ACTIVITY:
The answer must consist of every line below containing "that".

━━━ RECORDS TO USE

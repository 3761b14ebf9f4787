//! Multi-source status arbitration.
//!
//! Each tick the resolver first applies pending hook writes. While the hook
//! wrote within the dominance window, the status is left alone and attributed
//! to the hook. Otherwise every registered source is polled and the lowest
//! [`PriorityRank`] wins, ties going to the earliest registration.
//!
//! The resolver never resets to baseline on its own; that is the revert
//! policy's job (see [`super::revert`]).

use chrono::{DateTime, Duration, Utc};
use serde::{Deserialize, Serialize};
use std::sync::mpsc::{self, Receiver, Sender};
use tracing::{debug, warn};

use crate::activity::ActivityLabel;
use crate::messages::Message;
use crate::source::{Observation, ObservationSource, PriorityRank, SourceId};

pub const DEFAULT_DOMINANCE_SECS: i64 = 120;

/// The single authoritative status. Always defined.
#[derive(Debug, Clone, PartialEq, Eq, Serialize, Deserialize)]
pub struct ResolvedStatus {
    pub label: ActivityLabel,
    pub source: SourceId,
    /// When the label (or its owner) last changed.
    pub since: DateTime<Utc>,
}

impl ResolvedStatus {
    pub fn baseline(now: DateTime<Utc>) -> Self {
        Self {
            label: ActivityLabel::baseline(),
            source: SourceId::Baseline,
            since: now,
        }
    }
}

/// A direct write from the privileged hook channel.
#[derive(Debug, Clone, PartialEq, Eq)]
pub struct HookWrite {
    pub label: ActivityLabel,
    pub at: DateTime<Utc>,
}

/// Cloneable handle for writing to the hook channel from other threads.
#[derive(Debug, Clone)]
pub struct HookSender(Sender<HookWrite>);

impl HookSender {
    /// Queues a write for the next tick. Returns false once the resolver is gone.
    pub fn write(&self, label: impl Into<ActivityLabel>, at: DateTime<Utc>) -> bool {
        self.0
            .send(HookWrite {
                label: label.into(),
                at,
            })
            .is_ok()
    }
}

#[derive(Debug, Clone)]
pub struct ResolverConfig {
    pub dominance: Duration,
}

impl Default for ResolverConfig {
    fn default() -> Self {
        Self {
            dominance: Duration::seconds(DEFAULT_DOMINANCE_SECS),
        }
    }
}

/// Result of one resolver tick.
#[derive(Debug, Clone, PartialEq, Eq)]
pub struct TickOutcome {
    pub status: ResolvedStatus,
    pub changed: bool,
    pub hook_active: bool,
    /// Side message from the winning source, to be forwarded to the queue.
    pub message: Option<Message>,
}

struct RegisteredSource {
    rank: PriorityRank,
    source: Box<dyn ObservationSource>,
    failing: bool,
}

pub struct StatusResolver {
    config: ResolverConfig,
    sources: Vec<RegisteredSource>,
    hook_tx: Sender<HookWrite>,
    hook_rx: Receiver<HookWrite>,
    last_hook_write: Option<DateTime<Utc>>,
    status: ResolvedStatus,
    held_by_watcher: bool,
    /// A (source, label) pair the revert policy cleared. It is kept out of
    /// arbitration until that source reports something else.
    latched: Option<(String, ActivityLabel)>,
    last_forwarded: Option<(String, String)>,
}

impl StatusResolver {
    pub fn new(config: ResolverConfig, now: DateTime<Utc>) -> Self {
        let (hook_tx, hook_rx) = mpsc::channel();
        Self {
            config,
            sources: Vec::new(),
            hook_tx,
            hook_rx,
            last_hook_write: None,
            status: ResolvedStatus::baseline(now),
            held_by_watcher: false,
            latched: None,
            last_forwarded: None,
        }
    }

    /// Registers a source. Registration order breaks rank ties.
    pub fn register(&mut self, rank: PriorityRank, source: Box<dyn ObservationSource>) {
        debug!(source = source.id(), rank = rank.0, "Registered observation source");
        self.sources.push(RegisteredSource {
            rank,
            source,
            failing: false,
        });
    }

    pub fn hook_sender(&self) -> HookSender {
        HookSender(self.hook_tx.clone())
    }

    pub fn current(&self) -> &ResolvedStatus {
        &self.status
    }

    pub fn source_ids(&self) -> Vec<String> {
        self.sources
            .iter()
            .map(|entry| entry.source.id().to_string())
            .collect()
    }

    pub fn last_hook_write(&self) -> Option<DateTime<Utc>> {
        self.last_hook_write
    }

    pub fn hook_active(&self, now: DateTime<Utc>) -> bool {
        self.last_hook_write
            .map(|at| now.signed_duration_since(at) < self.config.dominance)
            .unwrap_or(false)
    }

    /// True when a registered source produced the current status on the last tick.
    pub fn held_by_watcher(&self) -> bool {
        self.held_by_watcher
    }

    /// Starts every source; a source that fails to start stays registered
    /// and simply keeps reporting nothing.
    pub fn start_all(&mut self) {
        for entry in &mut self.sources {
            if let Err(err) = entry.source.start() {
                warn!(source = entry.source.id(), error = %err, "Failed to start observation source");
            }
        }
    }

    pub fn stop_all(&mut self) {
        for entry in &mut self.sources {
            entry.source.stop();
        }
    }

    /// Applies a hook write immediately (used by tests and single-threaded hosts).
    pub fn apply_hook_write(&mut self, write: HookWrite) {
        if self.status.label != write.label || !self.status.source.is_hook() {
            self.status = ResolvedStatus {
                label: write.label,
                source: SourceId::Hook,
                since: write.at,
            };
        }
        self.last_hook_write = Some(match self.last_hook_write {
            Some(previous) if previous > write.at => previous,
            _ => write.at,
        });
        self.held_by_watcher = false;
    }

    pub fn tick(&mut self, now: DateTime<Utc>) -> TickOutcome {
        let before = self.status.clone();
        while let Ok(write) = self.hook_rx.try_recv() {
            self.apply_hook_write(write);
        }

        if self.hook_active(now) {
            self.status.source = SourceId::Hook;
            self.held_by_watcher = false;
            return self.outcome(&before, true, None);
        }

        let winner = self.poll_sources(now);
        let Some((source_id, observation)) = winner else {
            self.held_by_watcher = false;
            self.last_forwarded = None;
            return self.outcome(&before, false, None);
        };

        let owner = SourceId::source(source_id.clone());
        if self.status.label != observation.label || self.status.source != owner {
            debug!(
                source = %owner,
                label = %observation.label,
                previous = %self.status.label,
                "Status changed"
            );
            self.status = ResolvedStatus {
                label: observation.label.clone(),
                source: owner,
                since: now,
            };
        }
        self.held_by_watcher = true;

        let message = self.forwardable_message(&source_id, &observation);
        self.outcome(&before, false, message)
    }

    /// Forces the neutral baseline. Called by the revert policy.
    pub fn force_baseline(&mut self, now: DateTime<Utc>) {
        if let SourceId::Source(name) = &self.status.source {
            self.latched = Some((name.clone(), self.status.label.clone()));
        }
        self.status = ResolvedStatus::baseline(now);
        self.held_by_watcher = false;
    }

    fn poll_sources(&mut self, now: DateTime<Utc>) -> Option<(String, Observation)> {
        let mut best: Option<(PriorityRank, String, Observation)> = None;
        let mut latch_still_holds = false;

        for entry in &mut self.sources {
            let observation = match entry.source.observe(now) {
                Ok(observation) => {
                    if entry.failing {
                        debug!(source = entry.source.id(), "Observation source recovered");
                        entry.failing = false;
                    }
                    observation
                }
                Err(err) => {
                    if entry.failing {
                        debug!(source = entry.source.id(), error = %err, "Observation source still failing");
                    } else {
                        warn!(source = entry.source.id(), error = %err, "Observation source failed; skipping this tick");
                        entry.failing = true;
                    }
                    continue;
                }
            };
            let Some(observation) = observation else {
                continue;
            };

            if let Some((latched_id, latched_label)) = &self.latched {
                if latched_id == entry.source.id() && *latched_label == observation.label {
                    latch_still_holds = true;
                    continue;
                }
            }

            let better = best
                .as_ref()
                .map(|(rank, _, _)| entry.rank < *rank)
                .unwrap_or(true);
            if better {
                best = Some((entry.rank, entry.source.id().to_string(), observation));
            }
        }

        if !latch_still_holds {
            self.latched = None;
        }
        best.map(|(_, id, observation)| (id, observation))
    }

    /// A message is forwarded once for as long as the winner keeps reporting
    /// it. Once it stops, the same text counts as new again.
    fn forwardable_message(
        &mut self,
        source_id: &str,
        observation: &Observation,
    ) -> Option<Message> {
        let Some(text) = observation.message.as_ref() else {
            self.last_forwarded = None;
            return None;
        };
        let key = (source_id.to_string(), text.clone());
        if self.last_forwarded.as_ref() == Some(&key) {
            return None;
        }
        self.last_forwarded = Some(key);
        let mut message = Message::new(text.clone(), source_id.to_uppercase());
        if let Some(duration) = observation.duration {
            message = message.with_duration(duration);
        }
        Some(message)
    }

    fn outcome(
        &self,
        before: &ResolvedStatus,
        hook_active: bool,
        message: Option<Message>,
    ) -> TickOutcome {
        TickOutcome {
            status: self.status.clone(),
            changed: before.label != self.status.label,
            hook_active,
            message,
        }
    }
}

━━━━━━

SOLUTION:
//! The resolver never resets to baseline on its own; that is the revert
    /// arbitration until that source reports something else.
    /// Starts every source; a source that fails to start stays registered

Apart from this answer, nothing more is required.